I hope you forgive me for this, but I cannot agree with your arguments.

 

For a start, any species that has interstellar space travel, as humans will have within a thousand years or less, will be able to colonise every system in the galaxy. The one thing that makes astronomical numbers look small is the potential for population increase, given space to expand into. Just do the numbers.

 

Given the ability to travel at (say) 0.1 c, any intelligent species could cross the galaxy in 100,000 years or less. Minimal compared to the 5 to 6 billion years life may have existed in some star systems.

 

Looking at Earth life, we see various things held in common. One is adaptations for dispersal. It seems probable that evolution would have accomplished this for life outside Earth also. In any intelligent species, evolution towards better dispersal should include bahavioural dispersal adaptation.
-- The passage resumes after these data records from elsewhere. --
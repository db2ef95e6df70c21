//! # Safety watchdog
//!
//! The command server refreshes a shared [`Deadline`] every time it accepts a drive or camera
//! command. A background thread checks the deadline at a fixed period and stops the drive if the
//! motors are running and no command has been accepted within the timeout. A stop that fails is
//! sent again every period until the drive reads inactive.
//!
//! The watchdog only needs the deadline and the equipment handle, so it keeps working whatever
//! the command server is doing (blocked on a read, handling a slow client, etc.). It never touches
//! the camera.

// ------------------------------------------------------------------------------------------------
// IMPORTS
// ------------------------------------------------------------------------------------------------

use log::{debug, warn};
use std::sync::{
    atomic::{AtomicBool, AtomicU64, Ordering},
    Arc,
};
use std::thread::{self, JoinHandle};
use std::time::{Duration, Instant};

use crate::eqpt_service::{EqptCmd, EqptHandle};
use crate::params::WatchdogParams;

// ------------------------------------------------------------------------------------------------
// STRUCTS
// ------------------------------------------------------------------------------------------------

/// Time of the last accepted command, shared between the server and the watchdog.
pub struct Deadline {
    epoch: Instant,

    /// Microseconds from `epoch` to the last refresh
    last_us: AtomicU64,
}

/// Handle to the running watchdog thread.
pub struct Watchdog {
    join_handle: Option<JoinHandle<()>>,
    shutdown: Arc<AtomicBool>,
    num_timeouts: Arc<AtomicU64>,
}

// ------------------------------------------------------------------------------------------------
// IMPLS
// ------------------------------------------------------------------------------------------------

impl Deadline {
    pub fn new() -> Self {
        Self {
            epoch: Instant::now(),
            last_us: AtomicU64::new(0),
        }
    }

    /// Mark a command as accepted now.
    pub fn refresh(&self) {
        self.last_us.store(self.now_us(), Ordering::SeqCst);
    }

    /// Opaque stamp of the last refresh, changes every time the deadline is refreshed.
    pub fn stamp(&self) -> u64 {
        self.last_us.load(Ordering::SeqCst)
    }

    /// Time since the last refresh.
    pub fn elapsed(&self) -> Duration {
        Duration::from_micros(self.now_us().saturating_sub(self.stamp()))
    }

    fn now_us(&self) -> u64 {
        // Stamps are kept distinct from the initial zero
        (self.epoch.elapsed().as_micros() as u64).max(1)
    }
}

impl Default for Deadline {
    fn default() -> Self {
        Self::new()
    }
}

impl Watchdog {
    /// Start the watchdog thread.
    pub fn start(
        deadline: Arc<Deadline>,
        eqpt: EqptHandle,
        params: &WatchdogParams,
    ) -> std::io::Result<Self> {
        let shutdown = Arc::new(AtomicBool::new(false));
        let num_timeouts = Arc::new(AtomicU64::new(0));

        let timeout = Duration::from_millis(params.timeout_ms);
        let period = Duration::from_millis(params.poll_period_ms);

        let thread_shutdown = shutdown.clone();
        let thread_timeouts = num_timeouts.clone();

        let join_handle = thread::Builder::new()
            .name("watchdog".into())
            .spawn(move || {
                watchdog_loop(
                    deadline,
                    eqpt,
                    timeout,
                    period,
                    thread_shutdown,
                    thread_timeouts,
                )
            })?;

        debug!(
            "Watchdog started, timeout {} ms, period {} ms",
            params.timeout_ms, params.poll_period_ms
        );

        Ok(Self {
            join_handle: Some(join_handle),
            shutdown,
            num_timeouts,
        })
    }

    /// Number of times the watchdog has stopped the drive.
    pub fn num_timeouts(&self) -> u64 {
        self.num_timeouts.load(Ordering::Relaxed)
    }

    /// Stop the watchdog thread and wait for it to exit.
    pub fn stop(mut self) {
        self.halt();
    }

    fn halt(&mut self) {
        self.shutdown.store(true, Ordering::Relaxed);

        if let Some(h) = self.join_handle.take() {
            if h.join().is_err() {
                warn!("Watchdog thread panicked");
            }
        }
    }
}

impl Drop for Watchdog {
    fn drop(&mut self) {
        self.halt();
    }
}

// ------------------------------------------------------------------------------------------------
// FUNCTIONS
// ------------------------------------------------------------------------------------------------

fn watchdog_loop(
    deadline: Arc<Deadline>,
    eqpt: EqptHandle,
    timeout: Duration,
    period: Duration,
    shutdown: Arc<AtomicBool>,
    num_timeouts: Arc<AtomicU64>,
) {
    // Stamp of the deadline that last triggered a stop, so one silence counts as one event
    let mut fired_stamp = None;

    while !shutdown.load(Ordering::Relaxed) {
        thread::sleep(period);

        let stamp = deadline.stamp();
        let elapsed = deadline.elapsed();

        if !eqpt.drive_active() || elapsed <= timeout {
            continue;
        }

        // The stop is re-issued every period until the drive reads inactive
        let retry = fired_stamp == Some(stamp);

        if retry {
            warn!("Drive still active after a watchdog stop, stopping motors again");
        } else {
            warn!(
                "No command for {} ms while driving, stopping motors",
                elapsed.as_millis()
            );
        }

        match eqpt.send(EqptCmd::Timeout { stamp }) {
            Ok(_) => {
                if !retry {
                    fired_stamp = Some(stamp);
                    num_timeouts.fetch_add(1, Ordering::Relaxed);
                }
            }
            Err(e) => {
                warn!("Watchdog could not reach the equipment service: {}", e);
                break;
            }
        }
    }
}

#[cfg(test)]
mod test {
    use super::*;
    use crate::cam_ctrl::CamCtrl;
    use crate::drive::DriveCtrl;
    use crate::eqpt_service::EqptService;
    use crate::motor_ctrl::SimMotorDriver;
    use crate::servo_ctrl::SimServoDriver;

    #[test]
    fn test_stop_retried_after_motor_fault() {
        let motors = SimMotorDriver::new();
        let deadline = Arc::new(Deadline::new());

        let service = EqptService::start(
            DriveCtrl::new(motors.clone(), 5.0),
            None::<CamCtrl<SimServoDriver>>,
            deadline.clone(),
        )
        .unwrap();
        let h = service.handle();

        let params = WatchdogParams {
            timeout_ms: 100,
            poll_period_ms: 20,
        };
        let watchdog = Watchdog::start(deadline.clone(), service.handle(), &params).unwrap();

        deadline.refresh();
        h.send_wait(EqptCmd::Drive { left: 100, right: -100 }, Duration::from_secs(1))
            .unwrap();
        assert_eq!(motors.current(), (100, -100));

        // Every stop fails while the fault lasts, well past the timeout
        motors.set_failing(true);
        thread::sleep(Duration::from_millis(400));
        assert_eq!(motors.current(), (100, -100));
        assert!(h.drive_active());

        // No client, fault cleared: the watchdog must still stop the drive
        motors.set_failing(false);
        thread::sleep(Duration::from_millis(200));
        assert_eq!(motors.current(), (0, 0));
        assert!(!h.drive_active());

        // Retries belong to the same silence
        assert_eq!(watchdog.num_timeouts(), 1);

        watchdog.stop();
        service.shutdown();
    }

    #[test]
    fn test_deadline() {
        let d = Deadline::new();
        let s0 = d.stamp();

        thread::sleep(Duration::from_millis(20));
        assert!(d.elapsed() >= Duration::from_millis(20));

        d.refresh();
        assert_ne!(d.stamp(), s0);
        assert!(d.elapsed() < Duration::from_millis(20));
    }
}
//! # Status LEDs
//!
//! The RGB strip under the robot shows what the line follower is doing.

// ------------------------------------------------------------------------------------------------
// IMPORTS
// ------------------------------------------------------------------------------------------------

use log::trace;
use serde::Serialize;
use std::sync::{Arc, Mutex};

// ------------------------------------------------------------------------------------------------
// TRAITS
// ------------------------------------------------------------------------------------------------

pub trait StatusLeds {
    fn num_pixels(&self) -> usize;

    /// Set one pixel, shown on the next call to [`StatusLeds::show`].
    fn set_pixel(&mut self, index: usize, colour: Rgb);

    fn show(&mut self);

    fn set_all(&mut self, colour: Rgb) {
        for i in 0..self.num_pixels() {
            self.set_pixel(i, colour);
        }
        self.show();
    }
}

// ------------------------------------------------------------------------------------------------
// STRUCTS
// ------------------------------------------------------------------------------------------------

#[derive(Debug, Copy, Clone, PartialEq, Eq, Default, Serialize)]
pub struct Rgb(pub u8, pub u8, pub u8);

/// LED strip which keeps the shown colours in memory. Clones share the strip.
#[derive(Clone)]
pub struct SimLeds {
    pending: Vec<Rgb>,
    shown: Arc<Mutex<Vec<Rgb>>>,
}

// ------------------------------------------------------------------------------------------------
// ENUMS
// ------------------------------------------------------------------------------------------------

/// Solid colours shown for each state of the follower.
#[derive(Debug, Copy, Clone, PartialEq, Eq)]
pub enum LedMode {
    Ready,
    Calibrating,
    Following,
    Stopped,
    Off,
}

// ------------------------------------------------------------------------------------------------
// IMPLS
// ------------------------------------------------------------------------------------------------

impl LedMode {
    pub fn colour(&self) -> Rgb {
        match self {
            LedMode::Ready => Rgb(100, 100, 0),
            LedMode::Calibrating => Rgb(0, 0, 100),
            LedMode::Following => Rgb(0, 100, 0),
            LedMode::Stopped => Rgb(100, 0, 0),
            LedMode::Off => Rgb(0, 0, 0),
        }
    }
}

impl SimLeds {
    pub fn new(num_pixels: usize) -> Self {
        Self {
            pending: vec![Rgb::default(); num_pixels],
            shown: Arc::new(Mutex::new(vec![Rgb::default(); num_pixels])),
        }
    }

    /// Colours currently shown.
    pub fn shown(&self) -> Vec<Rgb> {
        self.shown.lock().map(|s| s.clone()).unwrap_or_default()
    }
}

impl StatusLeds for SimLeds {
    fn num_pixels(&self) -> usize {
        self.pending.len()
    }

    fn set_pixel(&mut self, index: usize, colour: Rgb) {
        if let Some(p) = self.pending.get_mut(index) {
            *p = colour;
        }
    }

    fn show(&mut self) {
        trace!("LEDs: {:?}", self.pending);
        if let Ok(mut s) = self.shown.lock() {
            s.clone_from(&self.pending);
        }
    }
}

// ------------------------------------------------------------------------------------------------
// FUNCTIONS
// ------------------------------------------------------------------------------------------------

/// Colour wheel, red to green to blue and back as `pos` goes from 0 to 255.
pub fn wheel(pos: u8) -> Rgb {
    match pos {
        0..=84 => Rgb(pos * 3, 255 - pos * 3, 0),
        85..=169 => {
            let p = pos - 85;
            Rgb(255 - p * 3, 0, p * 3)
        }
        _ => {
            let p = pos - 170;
            Rgb(0, p * 3, 255 - p * 3)
        }
    }
}

/// Rainbow frame `step` over a strip of `num_pixels`.
pub fn show_rainbow<L: StatusLeds + ?Sized>(leds: &mut L, step: u32) {
    let n = leds.num_pixels().max(1);

    for i in 0..n {
        let pos = ((i * 256 / n) as u32 + step) & 255;
        leds.set_pixel(i, wheel(pos as u8));
    }

    leds.show();
}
In humans this comes from our curiosity and tendency to explore outside home territory. This behaviour has led to colonisation of the entire planet, and should (if we survive) lead to colonisation of the galaxy given enough time.

 

As to nature wiping all signs of intelligence within a few thousand years - not so!

We have fossils (imprints in soft mudstone) of jellyfish 800 million years old. How long would a glass coke bottle last inside mudstone? I think it would be billions of years. Yet we have never seen a single alien artifact anywhere.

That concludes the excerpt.